London: Herbert Jenkins, 1922
8vo, pp. 312, 6pp. advertisements bound in at rear. Original orange boards, lettered and illustrated in brown to front panel and spine. Publisher’s device in brown to rear panel. Lacking the dustwrapper. Boards rubbed and dulled, some staining to front panel and spine, and some closed tears to spine ends. Foxing to endpapers.
First edition. WODEHOUSE’S FATHER’S COPY, WITH HIS OWNERSHIP SIGNATURE TO FRONT FREE ENDPAPER: ‘H[enry]. E[rnest] Wodehouse, 1922 Cheltenham’.
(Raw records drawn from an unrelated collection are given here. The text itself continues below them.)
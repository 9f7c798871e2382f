//! Workspace placeholder crate.
//!
//! This crate exists to expose shared feature flags that map to the individual
//! workspace crates (`core-service` for the offline-tolerant client core and
//! `media-proxy` for the image caching proxy). Host applications can depend on
//! `feedsync-workspace` and enable the documented features without needing to
//! wire each crate individually.

#[cfg(feature = "desktop-shims")]
pub use core_service;

#[cfg(feature = "proxy")]
pub use media_proxy;
//! # Desktop Bridge Implementations
//!
//! Default implementations of bridge traits for desktop and server hosts
//! (macOS, Windows, Linux).
//!
//! ## Overview
//!
//! - `HttpClient` using `reqwest`, with bounded timeouts, retry with
//!   exponential backoff and optionally relaxed TLS verification
//! - `NetworkMonitor` using a TCP reachability probe whose results are
//!   published on a `tokio::sync::watch` channel
//!
//! ## Usage
//!
//! ```ignore
//! use bridge_desktop::{DesktopNetworkMonitor, ReqwestHttpClient};
//! use std::sync::Arc;
//!
//! #[tokio::main]
//! async fn main() -> bridge_traits::error::Result<()> {
//!     let http_client = Arc::new(ReqwestHttpClient::new()?);
//!     let monitor = Arc::new(DesktopNetworkMonitor::new());
//!     // Use in core configuration
//!     Ok(())
//! }
//! ```

mod http;
mod network;

pub use http::{ReqwestHttpClient, ReqwestHttpClientBuilder};
pub use network::{DesktopNetworkMonitor, WatchNetworkChangeStream};
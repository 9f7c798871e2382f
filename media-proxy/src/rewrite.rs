//! Media URL rewriting for upstream listing responses.
//!
//! A listing is a JSON object with an array field (`feed` or `reels`). Each
//! item's media fields are resolved through the [`MediaCache`] concurrently
//! and replaced in place; a URL that cannot be cached is left unchanged.

use futures::future::join_all;
use serde_json::Value;

use crate::cache::MediaCache;

/// List field and the media fields of its items
#[derive(Debug, Clone, Copy)]
pub struct Listing {
    pub list_field: &'static str,
    pub media_fields: &'static [&'static str],
}

pub const FEED: Listing = Listing {
    list_field: "feed",
    media_fields: &["user_image", "post_image"],
};

pub const REELS: Listing = Listing {
    list_field: "reels",
    media_fields: &["user_image"],
};

pub const REELS_WITH_VIDEO: Listing = Listing {
    list_field: "reels",
    media_fields: &["user_image", "reel_video"],
};

fn is_remote(url: &str) -> bool {
    url.starts_with("http://") || url.starts_with("https://")
}

/// Rewrite the media fields of `listing` inside `body`.
///
/// Returns how many fields now point at the cache. Bodies without the list
/// field are left alone.
pub async fn rewrite_listing(
    cache: &MediaCache,
    body: &mut Value,
    listing: Listing,
    public_base: Option<&str>,
) -> usize {
    let Some(items) = body.get(listing.list_field).and_then(Value::as_array) else {
        return 0;
    };

    let targets: Vec<(usize, &'static str, String)> = items
        .iter()
        .enumerate()
        .flat_map(|(index, item)| {
            listing.media_fields.iter().filter_map(move |field| {
                item.get(*field)
                    .and_then(Value::as_str)
                    .filter(|url| is_remote(url))
                    .map(|url| (index, *field, url.to_string()))
            })
        })
        .collect();

    let resolved = join_all(
        targets
            .iter()
            .map(|(_, _, url)| cache.local_url(url, public_base)),
    )
    .await;

    let Some(items) = body
        .get_mut(listing.list_field)
        .and_then(Value::as_array_mut)
    else {
        return 0;
    };

    let mut rewritten = 0;
    for ((index, field, original), local) in targets.into_iter().zip(resolved) {
        if local != original {
            rewritten += 1;
        }
        items[index][field] = Value::String(local);
    }
    rewritten
}
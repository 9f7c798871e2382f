use thiserror::Error;

#[derive(Error, Debug)]
pub enum CoreError {
    #[error("Configuration error: {0}")]
    Config(#[from] core_runtime::Error),

    #[error("Sync error: {0}")]
    Sync(#[from] core_sync::SyncError),

    #[error("Library error: {0}")]
    Library(#[from] core_library::LibraryError),
}

impl CoreError {
    /// Transient network or server failure the user can retry
    pub fn is_recoverable(&self) -> bool {
        matches!(self, CoreError::Sync(e) if e.is_recoverable())
    }
}

pub type Result<T> = std::result::Result<T, CoreError>;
P.G. Wodehouse’s father, Henry Ernest Wodehouse [1845-1929], was a colonial civil servant. Posted to Hong Kong as a magistrate in 1867, he didn’t return to live in England until 1895. P.G. Wodehouse was born in 1881, and Robert McCrum notes in his excellent biography that he saw his parents for barely six months between the ages of three and fifteen, he and his two brothers having been deposited with a nanny in Bath when he was only two years old: ‘The psychological impact of this separation on the future writer lies at the heart of his adult personality. [...] Wodehouse always said he loved his father, but his extraordinary childhood had left its mark on his emotions.’ (Robert McCrum, Wodehouse: A Life, Viking, 2004).
A wonderful, and poignant, association.